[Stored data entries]
:::::

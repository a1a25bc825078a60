//! A symbolic model checker for networks of timed automata: difference-
//! bound-matrix zones, a zone-graph transition system, and a covering-
//! reachability search engine, plus a local-time (reference-clock)
//! variant for asynchronous exploration.
//!
//! The textual modelling language, a general-purpose integer VM beyond
//! what guards/updates need, and static clock-bound analysis are out of
//! scope (spec §1); [`model`] is the in-memory AST shape those components
//! would otherwise produce.

pub mod arena;
pub mod bound;
pub mod clocks;
pub mod cover_graph;
pub mod covreach;
pub mod dbm;
pub mod error;
pub mod extrapolation;
pub mod hashtable;
pub mod matrix;
pub mod model;
pub mod output;
pub mod path;
pub mod refdbm;
pub mod refzg;
pub mod semantics;
pub mod ta;
pub mod textmodel;
pub mod vm;
pub mod zg;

:::::

_Your goal_
Print every entry exactly.

_Solution to this problem_
repository a1a25bc825078a60
//! A symbolic model checker for networks of timed automata: difference-
//! bound-matrix zones, a zone-graph transition system, and a covering-
//! reachability search engine, plus a local-time (reference-clock)
//! variant for asynchronous exploration.
//!
//! The textual modelling language, a general-purpose integer VM beyond
//! what guards/updates need, and static clock-bound analysis are out of
//! scope (spec §1); [`model`] is the in-memory AST shape those components
//! would otherwise produce.

pub mod arena;
pub mod bound;
pub mod clocks;
pub mod cover_graph;
pub mod covreach;
pub mod dbm;
pub mod error;
pub mod extrapolation;
pub mod hashtable;
pub mod matrix;
pub mod model;
pub mod output;
pub mod path;
pub mod refdbm;
pub mod refzg;
pub mod semantics;
pub mod ta;
pub mod textmodel;
pub mod vm;
pub mod zg;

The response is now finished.